The Gazette’s editor, WT Stead, was a founder member of self-styled “philanthropic group” the National Vigilance Association. In tandem with a Scottish MP, Samuel Smith, Stead targeted Vizetelly and Company and determined to make an example of him in court. Ironically, they did not take issue with the books being published in the original French – it was implicit that educated people (ergo, French speakers) had the moral armour to resist the defiling effects of Zola and his ilk. The problem with publishing these works in affordable English-language editions was that the “common people”, that is, the newly literate working classes, might read and be wrongly influenced by these stories of people like them: farmers, laundresses, miners and shop girls, striving to better themselves in the face of rapid change amidst the turmoil and rampant inequality of the time.

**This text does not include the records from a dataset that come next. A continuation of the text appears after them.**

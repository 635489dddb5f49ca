//! Turning command-line arguments into a pipeline run.

use std::path::PathBuf;

use cf_av::ToolRegistry;
use cf_core::config::Config;
use cf_core::{ColorAdjustment, Error, PipelineOptions, PipelineRequest, Result};
use cf_pipeline::{PipelineOrchestrator, PipelineOutcome, ProgressSender, RunContext};
use tokio_util::sync::CancellationToken;

/// Arguments of the `run` command.
#[derive(Debug, Clone, Default)]
pub struct JobArgs {
    pub input: PathBuf,
    pub output: Option<PathBuf>,
    pub output_dir: Option<PathBuf>,
    pub audio: Option<PathBuf>,
    pub override_audio: bool,
    pub pitch: Option<f64>,
    pub rotate: Option<f64>,
    pub brightness: Option<f64>,
    pub contrast: Option<f64>,
    pub saturation: Option<f64>,
}

impl JobArgs {
    /// Colour correction, enabled when any coefficient is given.
    pub fn color_adjustment(&self) -> Option<ColorAdjustment> {
        if self.brightness.is_none() && self.contrast.is_none() && self.saturation.is_none() {
            return None;
        }
        let neutral = ColorAdjustment::default();
        Some(ColorAdjustment {
            brightness: self.brightness.unwrap_or(neutral.brightness),
            contrast: self.contrast.unwrap_or(neutral.contrast),
            saturation: self.saturation.unwrap_or(neutral.saturation),
        })
    }

    pub fn options(&self) -> PipelineOptions {
        PipelineOptions {
            pitch_factor: self.pitch,
            rotation_degrees: self.rotate,
            color_adjustment: self.color_adjustment(),
            override_audio: self.override_audio,
        }
    }

    /// Build the request; a directory output is named `<source stem>.<container>`.
    pub fn to_request(&self, container: &str) -> Result<PipelineRequest> {
        let request = match (&self.output, &self.output_dir) {
            (Some(output), _) => PipelineRequest::new(self.input.clone(), output.clone()),
            (None, Some(dir)) => PipelineRequest::into_directory(self.input.clone(), dir, container)?,
            (None, None) => {
                return Err(Error::configuration(
                    "either an output file or an output directory is required",
                ))
            }
        };

        let request = match &self.audio {
            Some(audio) => request.with_replacement_audio(audio.clone()),
            None => request,
        };
        Ok(request.with_options(self.options()))
    }
}

/// Run one job against the discovered engines, logging each transition.
pub async fn run_job(
    config: &Config,
    request: &PipelineRequest,
    cancellation: CancellationToken,
) -> Result<PipelineOutcome> {
    request.options.validate()?;

    let tools = ToolRegistry::discover(&config.tools);
    let orchestrator = PipelineOrchestrator::from_tools(&tools, config)?;

    let ctx = RunContext::new()
        .with_cancellation(cancellation)
        .with_progress(ProgressSender::new(|event| {
            tracing::info!("[{:.0}%] {}", event.percent, event.state);
        }));

    orchestrator.run(request, &ctx).await
}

Moore leapt to his publisher’s aid, preparing a bullish defence based on Zola’s literary merit, and pointing out that the prosecutors would have to censor Shakespeare, Byron, indeed much of the Bible and the English literary canon if they insisted on gagging the less offensive Zola. In our post-Chatterley Trial world this seems a wholly logical argument, but it had no impact on the prudish prosecutors. In 1888, Vizetelly was tried at the Old Bailey for publishing “obscene libel”, and was bound over to “keep the peace” and desist from publishing “pernicious literature”. However, his firm’s economic circumstances were so dire he had little choice but to carry on – and unsurprisingly, the public was clamouring to read the contentious books. In an effort to appease the censors, his sons hastily edited several of the novels before re-issuing them.

In 1889, Vizetelly, now nearly 70 years old and in poor health, was fined and sentenced to serve three months in the notorious Holloway Prison. The outraged Moore now attempted to secure his early release, working with Vizetelly’s sons to mobilise more than 150 leading cultural figures of the day (among them Thomas Hardy and Henry James) to sign a petition to the home secretary. Unfortunately, this effort failed, and Vizetelly emerged from gaol a broken man, dying in penury a few years later.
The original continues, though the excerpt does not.